Paraboloid R area is given by $z=x^2+y^2$ and limited by plate $z=4$
For the vector field $\vec A=x^2\vec i+y^2\vec j+z^2\vec k$
Find the value of $\iint\left(\vec A.\vec n\right) dS$
All the examples I solved there was a constant in paraboloid equation but here I can't figure out how to solve this.
Let $S$ be the surface of the paraboloid $z=x^2+y^2$ bounded by the circle $z=x^2+y^2=4$. An orientation for the surface has to be chosen, so let the normal vector point outward. A parametrization for the surface is given by $\mathbf{r}(x,y)=(x,y,x^2+y^2)$ for $x^2+y^2\le4$.
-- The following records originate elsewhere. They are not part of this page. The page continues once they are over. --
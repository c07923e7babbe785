//! Seeded randomness
//!
//! Every randomized choice in puzzle generation and scrambling draws from a
//! `Mulberry32` stream, so equal seeds give byte-identical puzzles.

mod mulberry;
mod shuffle;

pub use mulberry::Mulberry32;
pub use shuffle::shuffle;
//! Game configuration
//!
//! Everything tunable about the daily puzzle, loadable from a TOML file. Missing
//! keys take their defaults, so an empty file is a valid configuration.
//!
//! ```toml
//! launch_date = "2025-01-01"
//! swap_budget = 15
//!
//! [generator]
//! max_attempts = 50000
//!
//! [scramble]
//! seed_offset = 1
//! max_shuffle_attempts = 100
//! green_counts = [
//!     { greens = 4, weight = 1 },
//!     { greens = 5, weight = 3 },
//!     { greens = 6, weight = 4 },
//!     { greens = 7, weight = 2 },
//! ]
//! ```

use crate::core::VALID_CELL_COUNT;
use crate::generator::GeneratorConfig;
use crate::scramble::{GreenCountDistribution, ScrambleConfig};
use chrono::NaiveDate;
use serde::{Deserialize, Serialize};
use std::fs;
use std::path::Path;
use thiserror::Error;

/// At least this many cells must be scrambled for a derangement to exist
const MIN_SCRAMBLED_CELLS: usize = 2;

/// Configuration loading and validation errors
#[derive(Debug, Error)]
pub enum ConfigError {
    #[error("failed to read config file: {0}")]
    Io(#[from] std::io::Error),

    #[error("failed to parse config file: {0}")]
    Parse(#[from] toml::de::Error),

    #[error("invalid configuration: {message}")]
    Invalid { message: String },
}

/// Daily puzzle settings
#[derive(Debug, Clone, PartialEq, Eq, Serialize, Deserialize)]
#[serde(default)]
pub struct GameConfig {
    /// Local date of puzzle #1
    pub launch_date: NaiveDate,
    /// Swaps a player gets per puzzle
    pub swap_budget: u32,
    pub generator: GeneratorConfig,
    pub scramble: ScrambleConfig,
}

impl Default for GameConfig {
    fn default() -> Self {
        Self {
            launch_date: NaiveDate::from_ymd_opt(2025, 1, 1).unwrap_or_default(),
            swap_budget: 15,
            generator: GeneratorConfig::default(),
            scramble: ScrambleConfig::default(),
        }
    }
}

impl GameConfig {
    /// Load and validate a TOML config file
    ///
    /// # Errors
    /// Returns `ConfigError` if the file cannot be read, parsed, or fails validation.
    pub fn from_file<P: AsRef<Path>>(path: P) -> Result<Self, ConfigError> {
        let content = fs::read_to_string(path)?;
        Self::from_toml(&content)
    }

    /// Parse and validate TOML text
    ///
    /// # Errors
    /// Returns `ConfigError` on syntax errors or invalid values.
    pub fn from_toml(content: &str) -> Result<Self, ConfigError> {
        let config: Self = toml::from_str(content)?;
        config.validate()?;
        Ok(config)
    }

    /// Same settings with the 6–8 green preset
    #[must_use]
    pub fn gentle(mut self) -> Self {
        self.scramble.green_counts = GreenCountDistribution::gentle();
        self
    }

    /// Reject values the generator or scrambler cannot honor
    ///
    /// # Errors
    /// Returns `ConfigError::Invalid` describing the first problem found.
    pub fn validate(&self) -> Result<(), ConfigError> {
        if self.swap_budget == 0 {
            return invalid("swap_budget must be positive");
        }
        if self.generator.max_attempts == 0 {
            return invalid("generator.max_attempts must be positive");
        }

        let weights = self.scramble.green_counts.weights();
        if weights.is_empty() {
            return invalid("scramble.green_counts must not be empty");
        }
        if weights.iter().all(|w| w.weight == 0) {
            return invalid("scramble.green_counts needs at least one positive weight");
        }
        let max_greens = VALID_CELL_COUNT - MIN_SCRAMBLED_CELLS;
        if let Some(entry) = weights.iter().find(|w| w.greens > max_greens) {
            return invalid(&format!(
                "scramble.green_counts allows {} greens, at most {max_greens} supported",
                entry.greens
            ));
        }

        Ok(())
    }
}

fn invalid(message: &str) -> Result<(), ConfigError> {
    Err(ConfigError::Invalid {
        message: message.to_string(),
    })
}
However, working in circular symmetry suggests that we use polar coordinates $(r,\theta)$. With $x=r\cos\theta$ and $y=r\sin\theta$ we obtain $z=x^2+y^2=r^2(\cos^2\theta+\sin^2\theta)=r^2$ and another parametrization $\mathbf{u}(r,\theta)=\mathbf{r}(r\cos\theta,r\sin\theta)=(r\cos\theta,r\sin\theta,r^2)$ for $r \in [0,2]$ and $\theta \in [0,2\pi)$. Let $D$ denote this domain in the $r\theta$-plane.
Let $\mathbf{A}$ be the vector field $\mathbf{A}(x,y,z)=(x^2,y^2,z^2).$ Note that $\mathbf{A}(\mathbf{u}(r,\theta))=(r^2\cos^2\theta,r^2\sin^2\theta,r^4)$. Now, since $\frac{\partial \mathbf{u}(r,\theta)}{\partial r}=(\cos\theta,\sin\theta,2r)$ and $\frac{\partial \mathbf{u}(r,\theta)}{\partial \theta}=(-r\sin\theta,r\cos\theta,0)$, it follows that $$\begin{align*} \frac{\partial \mathbf{u}(r,\theta)}{\partial r} \times \frac{\partial \mathbf{u}(r,\theta)}{\partial \theta}&=\left\lvert\matrix{ \mathbf{i} & \mathbf{j} & \mathbf{k} \\ \cos\theta & \sin\theta & 2r \\ -r\sin\theta & r\cos\theta & 0 }\right\rvert\\&=(-2r^2\cos\theta,-2r^2\sin\theta,r(\cos^2\theta+\sin^2\theta))\\&=(-2r^2\cos\theta,-2r^2\sin\theta,r)\text{,} \end{align*}$$ which is the normal vector pointing inward, so we have to change the sign in the surface integral. We can now evaluate it:
$$\begin{align*} \iint_S \mathbf{A} \cdot {\boldsymbol{\hat{\textbf{n}}}} \,dS &= -\iint_D \mathbf{A}(\mathbf{u}(r,\theta)) \cdot \frac{\partial \mathbf{u}(r,\theta)}{\partial r} \times \frac{\partial \mathbf{u}(r,\theta)}{\partial \theta} \,dr \,d\theta \\&= -\int_{\theta=0}^{2\pi} \int_{r=0}^{2} (-2r^4\cos^3\theta-2r^4\sin^3\theta+r^5) \,dr \,d\theta \\&= -\left(0+0+\left[\theta\right]_{\theta=0}^{2\pi} \cdot \left[\frac{r^6}{6}\right]_{r=0}^{2}\right) = -\frac{64\pi}{3} \end{align*}$$
Note that the integral is negative; this should not come as a surprise, however, as the vector field and the normal vector point in opposite directions.